> **PROBLEM**
Nothing below is to be printed except the lines between the line holding "let bus = InMemoryEventBus::with_capacity(100);" and the line holding "assert_eq!(bus.capacity(), DEFAULT_CHANNEL_CAPACITY);", inclusive, each exactly as it appears.

> **DATA RECORDS**

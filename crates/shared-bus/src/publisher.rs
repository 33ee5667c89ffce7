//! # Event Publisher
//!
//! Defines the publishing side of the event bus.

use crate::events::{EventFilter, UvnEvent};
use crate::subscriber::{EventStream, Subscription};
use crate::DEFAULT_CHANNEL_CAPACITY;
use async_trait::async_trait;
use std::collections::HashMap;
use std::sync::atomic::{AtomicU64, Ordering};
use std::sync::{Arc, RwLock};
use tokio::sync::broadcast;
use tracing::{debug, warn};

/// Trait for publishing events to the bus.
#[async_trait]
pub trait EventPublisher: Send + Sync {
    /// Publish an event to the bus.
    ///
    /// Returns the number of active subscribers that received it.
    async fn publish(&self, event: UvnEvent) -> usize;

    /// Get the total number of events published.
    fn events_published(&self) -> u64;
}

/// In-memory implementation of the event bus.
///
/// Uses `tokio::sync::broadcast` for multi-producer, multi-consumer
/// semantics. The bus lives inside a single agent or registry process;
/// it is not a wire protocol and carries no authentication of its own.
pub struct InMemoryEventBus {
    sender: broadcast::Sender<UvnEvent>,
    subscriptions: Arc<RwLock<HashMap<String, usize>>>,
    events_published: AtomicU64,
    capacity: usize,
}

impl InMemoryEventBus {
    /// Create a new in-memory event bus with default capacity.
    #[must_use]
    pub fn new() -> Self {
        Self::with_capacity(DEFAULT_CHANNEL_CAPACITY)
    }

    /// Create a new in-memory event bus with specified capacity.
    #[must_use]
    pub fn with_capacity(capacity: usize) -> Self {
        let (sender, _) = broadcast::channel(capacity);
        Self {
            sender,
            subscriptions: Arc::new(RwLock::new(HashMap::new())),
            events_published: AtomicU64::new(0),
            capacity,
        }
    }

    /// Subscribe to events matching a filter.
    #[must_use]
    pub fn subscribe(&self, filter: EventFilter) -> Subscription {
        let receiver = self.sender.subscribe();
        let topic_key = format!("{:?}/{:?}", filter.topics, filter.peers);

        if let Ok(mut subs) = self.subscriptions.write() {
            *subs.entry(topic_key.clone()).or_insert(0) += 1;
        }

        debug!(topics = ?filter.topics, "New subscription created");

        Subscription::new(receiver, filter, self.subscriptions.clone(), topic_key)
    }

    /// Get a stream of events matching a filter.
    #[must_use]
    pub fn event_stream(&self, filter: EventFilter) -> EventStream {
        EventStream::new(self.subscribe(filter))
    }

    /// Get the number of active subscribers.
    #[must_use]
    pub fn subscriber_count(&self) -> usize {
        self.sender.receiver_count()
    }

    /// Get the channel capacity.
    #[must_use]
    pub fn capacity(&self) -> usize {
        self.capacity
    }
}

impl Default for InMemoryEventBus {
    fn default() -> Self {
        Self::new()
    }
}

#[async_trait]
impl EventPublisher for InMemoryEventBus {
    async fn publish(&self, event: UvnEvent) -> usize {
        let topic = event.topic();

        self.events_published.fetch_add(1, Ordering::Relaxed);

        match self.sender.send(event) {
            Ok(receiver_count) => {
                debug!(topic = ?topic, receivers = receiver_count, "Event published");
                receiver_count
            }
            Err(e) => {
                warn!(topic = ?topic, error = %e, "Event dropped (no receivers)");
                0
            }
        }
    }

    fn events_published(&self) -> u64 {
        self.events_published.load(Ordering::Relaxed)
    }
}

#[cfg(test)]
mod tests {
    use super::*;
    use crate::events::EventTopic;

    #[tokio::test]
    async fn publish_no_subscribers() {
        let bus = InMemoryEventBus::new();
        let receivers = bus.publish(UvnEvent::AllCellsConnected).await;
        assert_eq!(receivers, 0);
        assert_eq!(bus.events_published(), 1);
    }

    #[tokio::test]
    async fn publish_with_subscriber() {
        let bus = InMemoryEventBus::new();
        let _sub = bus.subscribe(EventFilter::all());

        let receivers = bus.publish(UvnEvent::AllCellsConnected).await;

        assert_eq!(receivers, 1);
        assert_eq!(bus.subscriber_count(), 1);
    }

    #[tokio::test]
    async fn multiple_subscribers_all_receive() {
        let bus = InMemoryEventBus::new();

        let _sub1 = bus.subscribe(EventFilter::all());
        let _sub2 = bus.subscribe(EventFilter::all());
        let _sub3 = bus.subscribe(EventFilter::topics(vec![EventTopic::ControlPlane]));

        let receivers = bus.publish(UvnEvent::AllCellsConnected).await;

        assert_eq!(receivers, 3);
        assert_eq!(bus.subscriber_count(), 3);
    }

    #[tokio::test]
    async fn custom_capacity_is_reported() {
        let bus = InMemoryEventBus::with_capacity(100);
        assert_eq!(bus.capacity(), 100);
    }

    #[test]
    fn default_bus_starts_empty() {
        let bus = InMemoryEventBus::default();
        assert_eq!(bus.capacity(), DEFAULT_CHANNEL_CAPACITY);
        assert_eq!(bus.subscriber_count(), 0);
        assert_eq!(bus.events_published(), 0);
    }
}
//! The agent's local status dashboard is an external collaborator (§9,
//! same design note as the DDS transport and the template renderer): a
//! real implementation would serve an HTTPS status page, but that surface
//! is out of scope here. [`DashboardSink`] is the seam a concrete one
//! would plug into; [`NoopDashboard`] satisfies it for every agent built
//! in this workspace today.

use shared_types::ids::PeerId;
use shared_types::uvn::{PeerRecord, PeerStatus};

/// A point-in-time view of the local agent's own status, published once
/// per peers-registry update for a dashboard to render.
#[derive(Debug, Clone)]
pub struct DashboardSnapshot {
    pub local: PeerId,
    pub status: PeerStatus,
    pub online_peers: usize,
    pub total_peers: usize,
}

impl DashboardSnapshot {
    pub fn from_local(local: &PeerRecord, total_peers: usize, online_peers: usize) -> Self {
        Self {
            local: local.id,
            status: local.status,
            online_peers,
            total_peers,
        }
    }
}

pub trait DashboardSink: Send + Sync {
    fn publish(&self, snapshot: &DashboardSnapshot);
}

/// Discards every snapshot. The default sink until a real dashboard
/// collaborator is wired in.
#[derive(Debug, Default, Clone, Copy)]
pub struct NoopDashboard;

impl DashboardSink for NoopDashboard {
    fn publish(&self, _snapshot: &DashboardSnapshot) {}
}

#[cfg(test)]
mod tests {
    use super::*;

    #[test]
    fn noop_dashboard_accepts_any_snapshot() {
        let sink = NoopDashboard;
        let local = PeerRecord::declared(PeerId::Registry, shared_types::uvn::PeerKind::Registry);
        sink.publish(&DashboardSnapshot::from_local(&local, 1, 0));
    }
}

> **RESULT OF THE TASK**
        let bus = InMemoryEventBus::with_capacity(100);
        assert_eq!(bus.capacity(), 100);
    }

    #[test]
    fn default_bus_starts_empty() {
        let bus = InMemoryEventBus::default();
        assert_eq!(bus.capacity(), DEFAULT_CHANNEL_CAPACITY);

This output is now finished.